(Records for the exercise)

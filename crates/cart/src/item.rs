use serde::{Deserialize, Serialize};

use crate::price::parse_price;

/// Product details captured from a product card at add time.
#[derive(Debug, Clone, PartialEq, Eq, Serialize, Deserialize)]
pub struct Product {
	pub name: String,
	/// Currency-formatted price exactly as displayed, e.g. `"₱32,995"`.
	pub price: String,
	#[serde(default)]
	pub image: String,
	#[serde(default)]
	pub description: String,
}

impl Product {
	pub fn new(name: impl Into<String>, price: impl Into<String>) -> Self {
		Self {
			name: name.into(),
			price: price.into(),
			image: String::new(),
			description: String::new(),
		}
	}

	pub fn with_image(mut self, image: impl Into<String>) -> Self {
		self.image = image.into();
		self
	}

	pub fn with_description(mut self, description: impl Into<String>) -> Self {
		self.description = description.into();
		self
	}
}

/// One cart line. Serialized field order matches the durable layout.
#[derive(Debug, Clone, PartialEq, Eq, Serialize, Deserialize)]
pub struct CartItem {
	pub name: String,
	pub price: String,
	#[serde(default)]
	pub image: String,
	#[serde(default)]
	pub description: String,
	pub quantity: u32,
}

impl CartItem {
	pub(crate) fn from_product(product: Product) -> Self {
		Self {
			name: product.name,
			price: product.price,
			image: product.image,
			description: product.description,
			quantity: 1,
		}
	}

	/// Numeric unit price; `NaN` when the price string is malformed.
	pub fn unit_price(&self) -> f64 {
		parse_price(&self.price)
	}

	/// Unit price times quantity; `NaN` propagates.
	pub fn line_total(&self) -> f64 {
		self.unit_price() * f64::from(self.quantity)
	}
}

(End Records for the exercise)

Instructions to follow: Transcribe the data above in its entirety, exactly.

Completed task:
filename crates/cart/src/item.rs
use serde::{Deserialize, Serialize};

use crate::price::parse_price;

/// Product details captured from a product card at add time.
#[derive(Debug, Clone, PartialEq, Eq, Serialize, Deserialize)]
pub struct Product {
	pub name: String,
	/// Currency-formatted price exactly as displayed, e.g. `"₱32,995"`.
	pub price: String,
	#[serde(default)]
	pub image: String,
	#[serde(default)]
	pub description: String,
}

impl Product {
	pub fn new(name: impl Into<String>, price: impl Into<String>) -> Self {
		Self {
			name: name.into(),
			price: price.into(),
			image: String::new(),
			description: String::new(),
		}
	}

	pub fn with_image(mut self, image: impl Into<String>) -> Self {
		self.image = image.into();
		self
	}

	pub fn with_description(mut self, description: impl Into<String>) -> Self {
		self.description = description.into();
		self
	}
}

/// One cart line. Serialized field order matches the durable layout.
#[derive(Debug, Clone, PartialEq, Eq, Serialize, Deserialize)]
pub struct CartItem {
	pub name: String,
	pub price: String,
	#[serde(default)]
	pub image: String,
	#[serde(default)]
	pub description: String,
	pub quantity: u32,
}

impl CartItem {
	pub(crate) fn from_product(product: Product) -> Self {
		Self {
			name: product.name,
			price: product.price,
			image: product.image,
			description: product.description,
			quantity: 1,
		}
	}

	/// Numeric unit price; `NaN` when the price string is malformed.
	pub fn unit_price(&self) -> f64 {
		parse_price(&self.price)
	}

	/// Unit price times quantity; `NaN` propagates.
	pub fn line_total(&self) -> f64 {
		self.unit_price() * f64::from(self.quantity)
	}
}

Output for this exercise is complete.